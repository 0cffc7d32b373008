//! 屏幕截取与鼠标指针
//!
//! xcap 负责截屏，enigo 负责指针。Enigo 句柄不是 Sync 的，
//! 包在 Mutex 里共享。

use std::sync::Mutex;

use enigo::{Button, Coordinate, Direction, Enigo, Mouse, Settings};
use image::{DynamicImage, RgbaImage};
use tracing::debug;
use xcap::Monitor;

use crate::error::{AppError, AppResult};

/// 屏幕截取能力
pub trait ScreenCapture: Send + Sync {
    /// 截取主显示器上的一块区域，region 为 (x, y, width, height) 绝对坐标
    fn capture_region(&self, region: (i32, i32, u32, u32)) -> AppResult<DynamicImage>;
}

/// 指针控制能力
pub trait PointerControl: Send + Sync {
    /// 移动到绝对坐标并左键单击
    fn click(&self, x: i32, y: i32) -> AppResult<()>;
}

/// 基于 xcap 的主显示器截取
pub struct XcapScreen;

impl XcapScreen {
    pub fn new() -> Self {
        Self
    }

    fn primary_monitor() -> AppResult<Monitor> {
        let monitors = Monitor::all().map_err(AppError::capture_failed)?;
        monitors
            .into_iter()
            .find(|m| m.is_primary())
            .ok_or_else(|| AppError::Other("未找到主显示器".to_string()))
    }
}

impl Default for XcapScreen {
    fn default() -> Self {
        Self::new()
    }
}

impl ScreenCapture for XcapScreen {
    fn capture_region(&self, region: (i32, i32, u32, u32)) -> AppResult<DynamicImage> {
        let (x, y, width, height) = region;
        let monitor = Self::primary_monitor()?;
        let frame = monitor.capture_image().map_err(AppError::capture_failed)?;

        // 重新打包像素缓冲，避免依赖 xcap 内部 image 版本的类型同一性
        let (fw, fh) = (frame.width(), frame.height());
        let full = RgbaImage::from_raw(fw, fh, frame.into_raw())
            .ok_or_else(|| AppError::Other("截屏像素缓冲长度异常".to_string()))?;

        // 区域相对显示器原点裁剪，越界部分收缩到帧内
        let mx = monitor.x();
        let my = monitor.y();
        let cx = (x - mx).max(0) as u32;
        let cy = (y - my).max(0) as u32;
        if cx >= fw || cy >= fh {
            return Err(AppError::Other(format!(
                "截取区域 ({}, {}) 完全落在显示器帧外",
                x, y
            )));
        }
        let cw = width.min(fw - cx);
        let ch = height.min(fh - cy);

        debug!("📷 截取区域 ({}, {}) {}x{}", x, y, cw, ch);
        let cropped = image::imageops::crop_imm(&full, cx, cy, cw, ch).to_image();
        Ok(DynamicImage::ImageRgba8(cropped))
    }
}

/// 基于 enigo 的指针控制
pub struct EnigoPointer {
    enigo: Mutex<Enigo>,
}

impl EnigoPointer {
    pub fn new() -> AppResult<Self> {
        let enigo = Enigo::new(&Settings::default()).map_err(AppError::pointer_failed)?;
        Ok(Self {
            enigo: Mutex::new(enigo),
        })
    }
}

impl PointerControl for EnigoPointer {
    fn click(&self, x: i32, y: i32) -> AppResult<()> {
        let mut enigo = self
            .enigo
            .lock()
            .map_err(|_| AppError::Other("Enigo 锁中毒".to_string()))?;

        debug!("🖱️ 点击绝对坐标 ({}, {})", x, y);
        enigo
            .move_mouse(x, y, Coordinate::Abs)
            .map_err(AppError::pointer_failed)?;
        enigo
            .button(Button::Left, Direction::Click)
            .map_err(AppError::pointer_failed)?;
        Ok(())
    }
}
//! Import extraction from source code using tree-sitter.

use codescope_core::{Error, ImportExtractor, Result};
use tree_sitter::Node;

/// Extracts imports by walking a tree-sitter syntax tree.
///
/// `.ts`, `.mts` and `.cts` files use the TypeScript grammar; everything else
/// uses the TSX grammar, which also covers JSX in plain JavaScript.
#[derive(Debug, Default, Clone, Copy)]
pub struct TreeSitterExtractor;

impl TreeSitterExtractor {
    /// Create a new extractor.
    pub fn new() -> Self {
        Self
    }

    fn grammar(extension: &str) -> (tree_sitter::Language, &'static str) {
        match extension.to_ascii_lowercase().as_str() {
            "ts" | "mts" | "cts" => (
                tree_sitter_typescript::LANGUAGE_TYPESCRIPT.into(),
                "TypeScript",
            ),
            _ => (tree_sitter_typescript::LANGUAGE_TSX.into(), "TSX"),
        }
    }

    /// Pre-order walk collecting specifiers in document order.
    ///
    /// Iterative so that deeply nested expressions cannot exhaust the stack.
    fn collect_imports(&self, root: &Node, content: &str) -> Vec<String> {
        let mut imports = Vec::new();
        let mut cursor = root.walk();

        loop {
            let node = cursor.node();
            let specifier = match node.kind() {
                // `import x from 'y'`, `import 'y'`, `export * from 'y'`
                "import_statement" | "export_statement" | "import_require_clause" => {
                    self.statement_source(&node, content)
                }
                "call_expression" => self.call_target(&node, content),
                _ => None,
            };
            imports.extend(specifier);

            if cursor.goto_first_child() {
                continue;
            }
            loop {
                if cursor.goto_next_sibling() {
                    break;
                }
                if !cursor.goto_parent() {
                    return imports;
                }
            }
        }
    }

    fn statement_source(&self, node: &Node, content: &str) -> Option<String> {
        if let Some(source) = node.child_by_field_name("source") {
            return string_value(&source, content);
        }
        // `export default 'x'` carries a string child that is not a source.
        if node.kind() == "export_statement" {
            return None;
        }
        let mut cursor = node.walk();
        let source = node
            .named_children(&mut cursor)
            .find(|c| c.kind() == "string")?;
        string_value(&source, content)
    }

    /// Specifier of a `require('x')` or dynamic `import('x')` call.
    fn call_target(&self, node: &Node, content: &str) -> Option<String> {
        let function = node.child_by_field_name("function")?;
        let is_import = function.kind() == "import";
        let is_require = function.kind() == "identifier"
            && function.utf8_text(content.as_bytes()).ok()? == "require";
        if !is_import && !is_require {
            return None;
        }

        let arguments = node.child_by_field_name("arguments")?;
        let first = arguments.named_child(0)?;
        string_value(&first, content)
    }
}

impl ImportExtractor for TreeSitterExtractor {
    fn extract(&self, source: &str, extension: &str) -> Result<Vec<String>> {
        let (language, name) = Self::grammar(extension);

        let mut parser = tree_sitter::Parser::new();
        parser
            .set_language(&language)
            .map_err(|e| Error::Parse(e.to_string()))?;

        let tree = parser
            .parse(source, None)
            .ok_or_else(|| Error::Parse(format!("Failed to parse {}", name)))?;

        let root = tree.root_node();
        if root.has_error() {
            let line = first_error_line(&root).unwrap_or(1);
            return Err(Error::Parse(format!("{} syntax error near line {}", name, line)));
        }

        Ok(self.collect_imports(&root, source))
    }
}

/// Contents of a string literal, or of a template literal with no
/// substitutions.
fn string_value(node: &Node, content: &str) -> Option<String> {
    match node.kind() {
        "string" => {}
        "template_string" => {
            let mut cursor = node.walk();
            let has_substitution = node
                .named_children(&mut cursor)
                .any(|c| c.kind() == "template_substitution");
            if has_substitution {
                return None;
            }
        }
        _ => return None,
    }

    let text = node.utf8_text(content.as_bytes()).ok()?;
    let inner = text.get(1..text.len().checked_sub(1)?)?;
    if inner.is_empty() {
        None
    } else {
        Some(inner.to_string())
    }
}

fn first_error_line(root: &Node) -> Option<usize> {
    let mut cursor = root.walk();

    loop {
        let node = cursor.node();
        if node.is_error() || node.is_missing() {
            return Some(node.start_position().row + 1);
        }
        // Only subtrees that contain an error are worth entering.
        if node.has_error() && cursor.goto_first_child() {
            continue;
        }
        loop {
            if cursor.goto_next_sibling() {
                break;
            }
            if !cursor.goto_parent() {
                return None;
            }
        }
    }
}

▶ ASSIGNMENT
Beginning with the line above that contains "let cx = (x - mx).max(0) as u32;", copy each line exactly up to and including the line that contains "impl PointerControl for", and go no further.

▶ WRITTEN SOLUTION
        let cx = (x - mx).max(0) as u32;
        let cy = (y - my).max(0) as u32;
        if cx >= fw || cy >= fh {
            return Err(AppError::Other(format!(
                "截取区域 ({}, {}) 完全落在显示器帧外",
                x, y
            )));
        }
        let cw = width.min(fw - cx);
        let ch = height.min(fh - cy);

        debug!("📷 截取区域 ({}, {}) {}x{}", x, y, cw, ch);
        let cropped = image::imageops::crop_imm(&full, cx, cy, cw, ch).to_image();
        Ok(DynamicImage::ImageRgba8(cropped))
    }
}

/// 基于 enigo 的指针控制
pub struct EnigoPointer {
    enigo: Mutex<Enigo>,
}

impl EnigoPointer {
    pub fn new() -> AppResult<Self> {
        let enigo = Enigo::new(&Settings::default()).map_err(AppError::pointer_failed)?;
        Ok(Self {
            enigo: Mutex::new(enigo),
        })
    }
}

impl PointerControl for EnigoPointer {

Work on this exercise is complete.